7 ways to protect your skin and prevent flares when the temperature drops.
Cold weather can make anyone's skin feel dry and itchy. But if you have psoriatic arthritis, dry skin is more than a nuisance. It can trigger uncomfortable, even painful skin flares. Keep your skin and nails healthy and resilient with these everyday do's and don'ts.
Don't take a hot shower. It might feel good when the weather is chilly, but very hot water can make your skin feel dry, tight and itchy later, setting you up for a psoriasis flare. Instead, opt for a warm or even cool shower or bath, just once a day. Avoid long showers or soaks, too — too much time in the water can dry out your skin. The American Academy of Dermatologists suggests five minutes for a shower and 15 minutes for a bath.

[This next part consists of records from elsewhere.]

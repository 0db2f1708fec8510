//! Shared helpers for the cluster tests

use super::point::{BoundingBox, LatLng, PixelPoint};
use super::projection::Projector;

/// Projector treating coordinates as pixels: x = lng, y = lat, at every zoom
#[derive(Debug, Clone, Copy)]
pub struct PlaneProjector {
    pub bounds: BoundingBox,
    pub zoom: i32,
}

impl Default for PlaneProjector {
    fn default() -> Self {
        Self {
            bounds: BoundingBox::new(LatLng::new(-1.0e9, -1.0e9), LatLng::new(1.0e9, 1.0e9)),
            zoom: 0,
        }
    }
}

impl Projector for PlaneProjector {
    fn project(&self, coord: &LatLng, _zoom: i32) -> Option<PixelPoint> {
        Some(PixelPoint::new(coord.lng, coord.lat))
    }

    fn unproject(&self, pixel: &PixelPoint, _zoom: i32) -> LatLng {
        LatLng::new(pixel.y, pixel.x)
    }

    fn current_bounds(&self) -> BoundingBox {
        self.bounds
    }

    fn current_zoom(&self) -> i32 {
        self.zoom
    }
}

/// Item placed at pixel `(x, y)` under [`PlaneProjector`]
pub fn at(x: f64, y: f64) -> Option<LatLng> {
    Some(LatLng::new(y, x))
}

/// Extractor for `Option<LatLng>` items
pub fn coord(item: &Option<LatLng>) -> Option<LatLng> {
    *item
}
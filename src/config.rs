//! Grouper configuration

use std::time::Duration;

use crate::error::{GroupError, Result};

/// Default base radius in pixels
pub const DEFAULT_EPSILON: f64 = 35.0;

/// Default recompute coalescing window
pub const DEFAULT_DEBOUNCE: Duration = Duration::from_millis(1);

/// Options recognized by [`GeoGrouper`](crate::cluster::GeoGrouper)
#[derive(Debug, Clone, Copy, PartialEq)]
pub struct GrouperConfig {
    /// Base proximity radius in pixel units at the current zoom
    pub epsilon: f64,
    /// Trailing-edge debounce delay applied to list and viewport changes
    pub debounce: Duration,
}

impl Default for GrouperConfig {
    fn default() -> Self {
        Self {
            epsilon: DEFAULT_EPSILON,
            debounce: DEFAULT_DEBOUNCE,
        }
    }
}

impl GrouperConfig {
    pub fn with_epsilon(mut self, epsilon: f64) -> Self {
        self.epsilon = epsilon;
        self
    }

    pub fn with_debounce(mut self, debounce: Duration) -> Self {
        self.debounce = debounce;
        self
    }

    /// Checks that epsilon is usable as a pixel radius.
    ///
    /// A zero debounce is accepted: the recompute then fires on the next poll.
    pub fn validate(&self) -> Result<()> {
        if !self.epsilon.is_finite() || self.epsilon < 0.0 {
            return Err(GroupError::InvalidEpsilon(self.epsilon));
        }
        Ok(())
    }
}
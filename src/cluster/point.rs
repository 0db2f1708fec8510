//! Geographic and pixel-space points

/// Maximum per-axis difference at which two coordinates are considered the same place
pub const LATLNG_MARGIN: f64 = 1.0e-9;

/// Geographic coordinate in degrees
#[derive(Debug, Clone, Copy, PartialEq)]
pub struct LatLng {
    pub lat: f64,
    pub lng: f64,
}

impl LatLng {
    pub const fn new(lat: f64, lng: f64) -> Self {
        Self { lat, lng }
    }

    /// Geometric equality: both axes within [`LATLNG_MARGIN`] of each other
    pub fn same_place(&self, other: &LatLng) -> bool {
        let margin = (self.lat - other.lat)
            .abs()
            .max((self.lng - other.lng).abs());
        margin <= LATLNG_MARGIN
    }
}

/// Point in projected (screen) space, in pixels
#[derive(Debug, Clone, Copy, PartialEq, Default)]
pub struct PixelPoint {
    pub x: f64,
    pub y: f64,
}

impl PixelPoint {
    pub const fn new(x: f64, y: f64) -> Self {
        Self { x, y }
    }

    /// Returns squared (without sqrt) euclidean distance between two points
    pub fn sq_dist(&self, b: &PixelPoint) -> f64 {
        let dx = self.x - b.x;
        let dy = self.y - b.y;
        dx * dx + dy * dy
    }
}

/// Geographic rectangle given by its south-west and north-east corners
#[derive(Debug, Clone, Copy, PartialEq)]
pub struct BoundingBox {
    pub south_west: LatLng,
    pub north_east: LatLng,
}

impl BoundingBox {
    pub const fn new(south_west: LatLng, north_east: LatLng) -> Self {
        Self {
            south_west,
            north_east,
        }
    }

    /// Checks if the coordinate is inside the box, edges included
    pub fn contains(&self, ll: &LatLng) -> bool {
        ll.lat >= self.south_west.lat
            && ll.lat <= self.north_east.lat
            && ll.lng >= self.south_west.lng
            && ll.lng <= self.north_east.lng
    }

    /// Smallest box containing every coordinate, or `None` for an empty input
    pub fn around<'a, I>(coords: I) -> Option<BoundingBox>
    where
        I: IntoIterator<Item = &'a LatLng>,
    {
        let mut iter = coords.into_iter();
        let first = *iter.next()?;
        let mut min = first;
        let mut max = first;

        for ll in iter {
            min.lat = min.lat.min(ll.lat);
            min.lng = min.lng.min(ll.lng);
            max.lat = max.lat.max(ll.lat);
            max.lng = max.lng.max(ll.lng);
        }

        Some(BoundingBox::new(min, max))
    }
}

/// A projected item taking part in one recompute pass
///
/// Ranks are positions within the x-sorted and y-sorted orderings of the
/// pass. `source_index` points back into the item list as it was when the
/// pass started; it is not an identity across passes.
#[derive(Debug, Clone, Copy, PartialEq)]
pub struct GroupPoint {
    pub pixel: PixelPoint,
    pub source_index: usize,
    pub x_rank: usize,
    pub y_rank: usize,
}

impl GroupPoint {
    pub fn x(&self) -> f64 {
        self.pixel.x
    }

    pub fn y(&self) -> f64 {
        self.pixel.y
    }
}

Do use your hands instead of a washcloth, body sponge, or loofah when showering or bathing. These items can scratch you and cause breaks in the skin, triggering skin psoriasis symptoms.
Don't use deodorant soap. Fragrance can irritate the skin. Choose moisture-rich soaps and cleansers designed for sensitive skin. Also, skip facial and body scrubs, which tend to be harsh and irritating.

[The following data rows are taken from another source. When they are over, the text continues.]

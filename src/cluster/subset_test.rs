#[cfg(test)]
mod tests {
    use super::super::test_utils::PlaneProjector;
    use super::super::*;
    use crate::error::GroupError;

    fn list() -> ItemList<&'static str> {
        ItemList::new(vec!["a", "b", "c", "d", "e"])
    }

    #[test]
    fn test_view_indices_sorted_and_unique() {
        let view = SubsetView::new(vec![4, 1, 3, 1], 0);
        assert_eq!(view.indices(), &[1, 3, 4]);
        assert_eq!(view.len(), 3);
    }

    #[test]
    fn test_read_through_view() {
        let list = list();
        let view = SubsetView::new(vec![3, 0], list.generation());

        assert_eq!(view.items(&list).unwrap(), vec![&"a", &"d"]);
        assert_eq!(view.get(&list, 1).unwrap(), &"d");
        assert_eq!(view.source_index(1).unwrap(), 3);
        assert_eq!(
            view.get(&list, 2),
            Err(GroupError::PositionOutOfRange { position: 2, len: 2 })
        );
    }

    #[test]
    fn test_write_through_view() {
        let mut list = list();
        let view = SubsetView::new(vec![2, 4], list.generation());

        assert_eq!(view.set(&mut list, 0, "C").unwrap(), "c");
        assert_eq!(list.items(), &["a", "b", "C", "d", "e"]);
        // a write does not detach other views
        assert!(view.is_current(&list));
    }

    #[test]
    fn test_stale_view_is_rejected() {
        let mut list = list();
        let view = SubsetView::new(vec![1], list.generation());

        list.replace(vec!["v", "w", "x", "y", "z"]);
        // same length: still attached until explicitly detached
        assert!(view.is_current(&list));
        list.invalidate_views();

        assert!(!view.is_current(&list));
        assert_eq!(
            view.items(&list),
            Err(GroupError::StaleView {
                captured: 0,
                current: 1
            })
        );
        assert!(view.set(&mut list, 0, "y").is_err());
        assert_eq!(list.items(), &["v", "w", "x", "y", "z"]);
    }

    #[test]
    fn test_shrinking_replace_detaches_views() {
        let mut list = list();
        let view = SubsetView::new(vec![4], list.generation());

        list.replace(vec!["a"]);

        assert!(!view.is_current(&list));
        assert_eq!(
            view.items(&list),
            Err(GroupError::StaleView {
                captured: 0,
                current: 1
            })
        );
        assert!(matches!(
            view.get(&list, 0),
            Err(GroupError::StaleView { .. })
        ));
        assert!(view.set(&mut list, 0, "z").is_err());
        assert_eq!(list.items(), &["a"]);
    }

    #[test]
    fn test_growing_replace_detaches_views() {
        let mut list = list();
        let view = SubsetView::new(vec![0], list.generation());

        list.replace(vec!["a", "b", "c", "d", "e", "f"]);

        assert!(!view.is_current(&list));
    }

    #[test]
    #[should_panic(expected = "beyond item list")]
    fn test_view_built_past_the_end_panics() {
        let list = list();
        // a current stamp with an index the list never had breaks the contract
        let view = SubsetView::new(vec![9], list.generation());
        let _ = view.items(&list);
    }

    #[test]
    fn test_selection() {
        let single = ClusterGroup {
            center: LatLng::new(0.0, 0.0),
            pixel: PixelPoint::default(),
            view: SubsetView::new(vec![7], 0),
        };
        assert!(single.is_single());
        assert_eq!(single.selection(), Selection::Single(7));

        let many = ClusterGroup {
            view: SubsetView::new(vec![9, 2], 0),
            ..single.clone()
        };
        assert!(!many.is_single());
        assert_eq!(many.selection(), Selection::Multiple(vec![2, 9]));
    }

    #[test]
    fn test_reconcile() {
        let index = AxisIndex::from_pixels(vec![
            (6, PixelPoint::new(10.0, 0.0)),
            (2, PixelPoint::new(14.0, 0.0)),
            (4, PixelPoint::new(90.0, 20.0)),
        ]);
        let clusters = group_points(&index, 10.0);
        let groups = reconcile(&clusters, &index, &PlaneProjector::default(), 0, 3);

        assert_eq!(groups.len(), 2);
        // absorption order was 6 then 2; the view is in list order
        assert_eq!(groups[0].view.indices(), &[2, 6]);
        assert_eq!(groups[0].view.generation(), 3);
        assert_eq!(groups[0].pixel, PixelPoint::new(12.0, 0.0));
        assert_eq!(groups[0].center, LatLng::new(0.0, 12.0));
        assert_eq!(groups[1].view.indices(), &[4]);
        assert_eq!(groups[1].center, LatLng::new(20.0, 90.0));
    }
}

Don't dry off completely. Gently blot water from your skin by using a soft towel or cloth. Don't rub — you don't want to damage your vulnerable skin. Leave your skin a bit damp.
Do use lots of moisturizer every day. Apply a thick ointment or cream-based moisturizer to your skin as soon as you get out of the tub or shower. Remember to choose fragrance-free products designed for sensitive skin. They may be labeled hypoallergenic. The National Psoriasis Foundation recommends Cetaphil, CeraVe and Vanicream. Petroleum jelly is inexpensive and also works well.

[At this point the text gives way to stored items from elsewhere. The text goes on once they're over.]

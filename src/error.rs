//! Errors reported by the grouping engine

/// Errors that can occur while configuring the grouper or reading through
/// a cluster's subset view.
#[derive(Debug, Clone, PartialEq, thiserror::Error)]
pub enum GroupError {
    /// Base clustering radius must be a finite, non-negative pixel distance.
    #[error("invalid epsilon: {0} (expected a finite value >= 0)")]
    InvalidEpsilon(f64),

    /// The subset view was issued by an earlier recompute pass.
    ///
    /// Views are detached whenever a list or viewport change is accepted,
    /// so their indices can no longer be trusted.
    #[error("stale subset view: captured at generation {captured}, list is at {current}")]
    StaleView {
        /// Generation the view was created at
        captured: u64,
        /// Current generation of the backing list
        current: u64,
    },

    /// Position inside a subset view is past its end.
    #[error("position {position} out of range for subset of {len} items")]
    PositionOutOfRange {
        /// Requested position within the view
        position: usize,
        /// Number of items in the view
        len: usize,
    },
}

/// Result alias for the grouping engine
pub type Result<T> = std::result::Result<T, GroupError>;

Don't forget your hands and nails. Most people with psoriatic arthritis have nail psoriasis symptoms. Always moisturize your hands and nails, especially after handwashing. Try keeping a jar of moisturizer by the sink. When doing dishes, wear cotton gloves under vinyl or nitrile ones.
Do use a humidifier if you turn up the heat. Warmer temperatures inside a home create dry, hot air and rob your skin of moisture, putting you at risk of a flare. A humidifier adds moisture back to the air.